Based on the output you should see that testing passed, and no performance regressions have been detected.

Configuration

The project is configured via JSON files. By default, the file examples/aws/config.json is used. Explicitly specifying a config file to use is recommended.

Key sections of the configuration file are described below.

Test Configuration

"test_config": {
  "test_id": "test-001",
  "role_name": "ecsTaskExecutionRole",
  "vms": [
    {
      "ami_id": "resolve:ssm:/aws/service/ami-amazon-linux-latest/al2023-ami-kernel-default-x86_64",
      "instance_type": "t3.micro",
      "max_runtime": 3600,
      "test": ["basic-test", "example-reboot-test"],
      "min_count": 1
    }
  ]
}

Test parameters:

  • test_id - Test id used for results folder path (will be expanded by date+time stamp)
  • role_name - IAM role name to attach to EC2 instances (must match a role defined in the roles section)
  • ami_id - AMI to use (supports SSM parameter resolution for x86_64 and arm64)
  • instance_type - EC2 instance type
  • max_runtime - Maximum duration in seconds per VM. The VM has a safety timeout that triggers automatic shutdown if the test hangs. SSM command timeout is max_runtime + 3600 seconds to allow for multi-stage tests with reboots
  • test - List of test directories from vm-tests/
  • min_count - Number of VMs to spawn

Storage Configuration

"storage": {
  "type": "s3",
  "bucket": "kernel-ci-results",
  "results_prefix": "results"
}

S3 bucket names must be globally unique. If the name is taken, the system appends your AWS account number (e.g., kernel-ci-results-123456789012).

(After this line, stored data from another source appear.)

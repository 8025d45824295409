//! # Money Module
//!
//! Provides the `Money` type for every monetary value in the ledger:
//! prices, costs, line totals, HPP, expenses.
//!
//! ## Why Integer Money?
//! ```text
//! ┌─────────────────────────────────────────────────────────────────────────┐
//! │  HISTORICAL FIGURES MUST NOT DRIFT                                      │
//! │                                                                         │
//! │  Floating point:  0.1 + 0.2 = 0.30000000000000004                       │
//! │  A month of sales summed in f64 does not reproduce the receipt totals. │
//! │                                                                         │
//! │  OUR SOLUTION: integer minor units (i64)                                │
//! │    Rp 1.500 is stored as 1500. Sums, HPP and margins are exact.        │
//! │    Only percentages for display are computed as f64.                   │
//! └─────────────────────────────────────────────────────────────────────────┘
//! ```
//!
//! ## Usage
//! ```rust
//! use kasir_core::money::Money;
//!
//! let price = Money::from_minor(1500);
//! let line = price.multiply_quantity(3);
//! assert_eq!(line.minor(), 4500);
//! assert_eq!(line.to_string(), "Rp 4.500");
//! ```

use serde::{Deserialize, Serialize};
use std::fmt;
use std::iter::Sum;
use std::ops::{Add, AddAssign, Mul, Neg, Sub, SubAssign};
use ts_rs::TS;

use crate::types::TaxRate;

// =============================================================================
// Money Type
// =============================================================================

/// A monetary value in the smallest currency unit.
///
/// - **i64 (signed)**: negative values appear for losses and net figures
/// - **transparent**: serializes as a bare integer, stored as INTEGER
#[derive(
    Debug, Clone, Copy, PartialEq, Eq, PartialOrd, Ord, Hash, Default, Serialize, Deserialize, TS,
)]
#[cfg_attr(feature = "sqlx", derive(sqlx::Type))]
#[cfg_attr(feature = "sqlx", sqlx(transparent))]
#[serde(transparent)]
#[ts(export)]
pub struct Money(i64);

impl Money {
    /// Creates a Money value from minor units.
    #[inline]
    pub const fn from_minor(minor: i64) -> Self {
        Money(minor)
    }

    /// Returns the value in minor units.
    #[inline]
    pub const fn minor(&self) -> i64 {
        self.0
    }

    /// Zero.
    #[inline]
    pub const fn zero() -> Self {
        Money(0)
    }

    #[inline]
    pub const fn is_zero(&self) -> bool {
        self.0 == 0
    }

    #[inline]
    pub const fn is_positive(&self) -> bool {
        self.0 > 0
    }

    #[inline]
    pub const fn is_negative(&self) -> bool {
        self.0 < 0
    }

    #[inline]
    pub const fn abs(&self) -> Self {
        Money(self.0.abs())
    }

    /// Multiplies a unit amount by a quantity in base units.
    ///
    /// ```rust
    /// use kasir_core::money::Money;
    ///
    /// let cost = Money::from_minor(1000);
    /// assert_eq!(cost.multiply_quantity(3).minor(), 3000);
    /// ```
    #[inline]
    pub const fn multiply_quantity(&self, qty: i64) -> Self {
        Money(self.0 * qty)
    }

    /// `multiply_quantity`, `None` on overflow.
    ///
    /// ```rust
    /// use kasir_core::money::Money;
    ///
    /// assert_eq!(Money::from_minor(1000).checked_multiply_quantity(3), Some(Money::from_minor(3000)));
    /// assert_eq!(Money::from_minor(i64::MAX / 2).checked_multiply_quantity(3), None);
    /// ```
    #[inline]
    pub const fn checked_multiply_quantity(&self, qty: i64) -> Option<Self> {
        match self.0.checked_mul(qty) {
            Some(v) => Some(Money(v)),
            None => None,
        }
    }

    /// Addition, `None` on overflow.
    #[inline]
    pub const fn checked_add(&self, other: Money) -> Option<Self> {
        match self.0.checked_add(other.0) {
            Some(v) => Some(Money(v)),
            None => None,
        }
    }

    /// Subtraction, `None` on overflow.
    #[inline]
    pub const fn checked_sub(&self, other: Money) -> Option<Self> {
        match self.0.checked_sub(other.0) {
            Some(v) => Some(Money(v)),
            None => None,
        }
    }

    /// Addition clamped to the `i64` range.
    #[inline]
    pub const fn saturating_add(&self, other: Money) -> Self {
        Money(self.0.saturating_add(other.0))
    }

    /// `multiply_quantity`, clamped to the `i64` range. Used by reports over
    /// stored figures.
    #[inline]
    pub const fn saturating_multiply_quantity(&self, qty: i64) -> Self {
        Money(self.0.saturating_mul(qty))
    }

    /// Calculates tax at the given rate, rounding half up.
    ///
    /// Uses i128 internally so large monthly totals cannot overflow.
    ///
    /// ```rust
    /// use kasir_core::money::Money;
    /// use kasir_core::types::TaxRate;
    ///
    /// let subtotal = Money::from_minor(4500);
    /// assert_eq!(subtotal.calculate_tax(TaxRate::from_bps(1100)).minor(), 495);
    /// ```
    pub fn calculate_tax(&self, rate: TaxRate) -> Money {
        let tax = (self.0 as i128 * rate.bps() as i128 + 5000) / 10000;
        Money::from_minor(tax as i64)
    }

    /// Expresses `self` as a percentage of `base`, rounded to two decimals.
    ///
    /// Returns `0.0` when `base` is zero so reports over empty windows
    /// never divide by zero.
    ///
    /// ```rust
    /// use kasir_core::money::Money;
    ///
    /// let margin = Money::from_minor(1500);
    /// let revenue = Money::from_minor(4500);
    /// assert_eq!(margin.percentage_of(revenue), 33.33);
    /// assert_eq!(margin.percentage_of(Money::zero()), 0.0);
    /// ```
    pub fn percentage_of(&self, base: Money) -> f64 {
        if base.is_zero() {
            return 0.0;
        }
        // Basis points first, in integers, then one division for display.
        let bps = (self.0 as i128 * 1_000_000 / base.0 as i128) as f64;
        (bps / 100.0).round() / 100.0
    }

    /// Returns the larger of `self` and zero.
    #[inline]
    pub fn clamp_non_negative(&self) -> Money {
        Money(self.0.max(0))
    }
}

// =============================================================================
// Trait Implementations
// =============================================================================

/// Rupiah style: `Rp 12.500`, thousands separated by dots.
///
/// For logs and diagnostics. The UI layer owns localized formatting.
impl fmt::Display for Money {
    fn fmt(&self, f: &mut fmt::Formatter<'_>) -> fmt::Result {
        let digits = self.0.unsigned_abs().to_string();
        let mut grouped = String::with_capacity(digits.len() + digits.len() / 3);
        for (i, ch) in digits.chars().enumerate() {
            if i > 0 && (digits.len() - i) % 3 == 0 {
                grouped.push('.');
            }
            grouped.push(ch);
        }
        let sign = if self.0 < 0 { "-" } else { "" };
        write!(f, "{}Rp {}", sign, grouped)
    }
}

impl Add for Money {
    type Output = Self;

    #[inline]
    fn add(self, other: Self) -> Self {
        Money(self.0 + other.0)
    }
}

impl AddAssign for Money {
    #[inline]
    fn add_assign(&mut self, other: Self) {
        self.0 += other.0;
    }
}

impl Sub for Money {
    type Output = Self;

    #[inline]
    fn sub(self, other: Self) -> Self {
        Money(self.0 - other.0)
    }
}

impl SubAssign for Money {
    #[inline]
    fn sub_assign(&mut self, other: Self) {
        self.0 -= other.0;
    }
}

impl Neg for Money {
    type Output = Self;

    #[inline]
    fn neg(self) -> Self {
        Money(-self.0)
    }
}

impl Mul<i64> for Money {
    type Output = Self;

    #[inline]
    fn mul(self, qty: i64) -> Self {
        Money(self.0 * qty)
    }
}

impl Sum for Money {
    fn sum<I: Iterator<Item = Money>>(iter: I) -> Self {
        iter.fold(Money::zero(), Add::add)
    }
}

impl<'a> Sum<&'a Money> for Money {
    fn sum<I: Iterator<Item = &'a Money>>(iter: I) -> Self {
        iter.copied().sum()
    }
}

// =============================================================================
// Unit Tests
// =============================================================================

ECS and CloudWatch Configuration

The ecs section defines the Fargate container that orchestrates tests (cpu, memory, cluster name, task definition). The cloudwatch section defines log retention for container logs (/ecs/..., default 7 days) and VM logs (/ec2/..., default 3 days). These are set automatically by setup configure and rarely need manual changes.

Available Tests

Tests are located in vm-tests/:

  • basic-test - Simple connectivity test
  • example-reboot-test - Multi-stage reboot test
  • example-kernel-reboot-test - Kernel installation and reboot
  • simple-unixbench - UnixBench performance test
  • unixbench-kernel-regression - Kernel regression testing with two kernel versions

Each test directory contains:

  • run.sh or run-*.sh - Test scripts (executed in version-sorted order)
  • dependencies.txt - Required packages
  • README.md - Test documentation
  • external_requirements.json - Declares external artifacts this test needs from the external storage bucket

Optional files: common_lib.sh (shared functions), test-specific data files.

Test Design

Tests are executed by the VM client script (vm-tests/test-vm-client.sh) which is downloaded and run on each EC2 instance via SSM. The client script manages the full lifecycle:

  1. Downloads and extracts the test payload zip from S3 (first run only)
  2. Discovers all run*.sh scripts in the test directory and sorts them by version (sort -V)
  3. Executes one script per boot cycle, tracking progress via a run_id counter in S3
  4. After each script: uploads the output log (run-N-output.log) and client log (client-N.log) to S3
  5. If more scripts remain, exits with code 194 to signal SSM to reboot the VM
  6. After reboot, SSM re-runs the client script, which increments run_id and executes the next script
  7. After the final script: uploads result.txt, stats.json, and any benchmark-*.csv files, then shuts down

Exit code conventions for run*.sh scripts:

  • 0 — success, continue to next script (or finish if last)
  • 194 — explicitly request reboot (same effect as success for non-final scripts)
  • any other non-zero — failure, stops the chain and reports the error

Writing New Tests

A test is a directory under vm-tests/ containing at minimum:

  • run.sh or run-*.sh — one or more executable scripts, run in version-sorted order (e.g. run-01-setup.sh, run-02-verify.sh). Each script runs after a fresh boot.
  • external_requirements.json — declares which shared artifacts (e.g. kernel RPMs) the test needs from the external storage bucket. Set all values to false if none are needed.

Optional files:

  • dependencies.txt — one package name per line (comments with #, blank lines ignored). Tests that need system packages should call an install_test_dependencies function from their common_lib.sh that reads this file and installs via yum/dnf.
  • common_lib.sh — shared shell functions sourced by the run-*.sh scripts
  • README.md — test documentation

The scripts run as ec2-user (or equivalent) with sudo available. The working directory is $HOME/test-<RUN_PREFIX>-work/test/, which persists across reboots. Environment variables like RESULTS_BUCKET, RUN_PREFIX, and S3_PREFIX are not passed to the scripts — the client script handles all S3 uploads. Scripts should write output files to the current directory.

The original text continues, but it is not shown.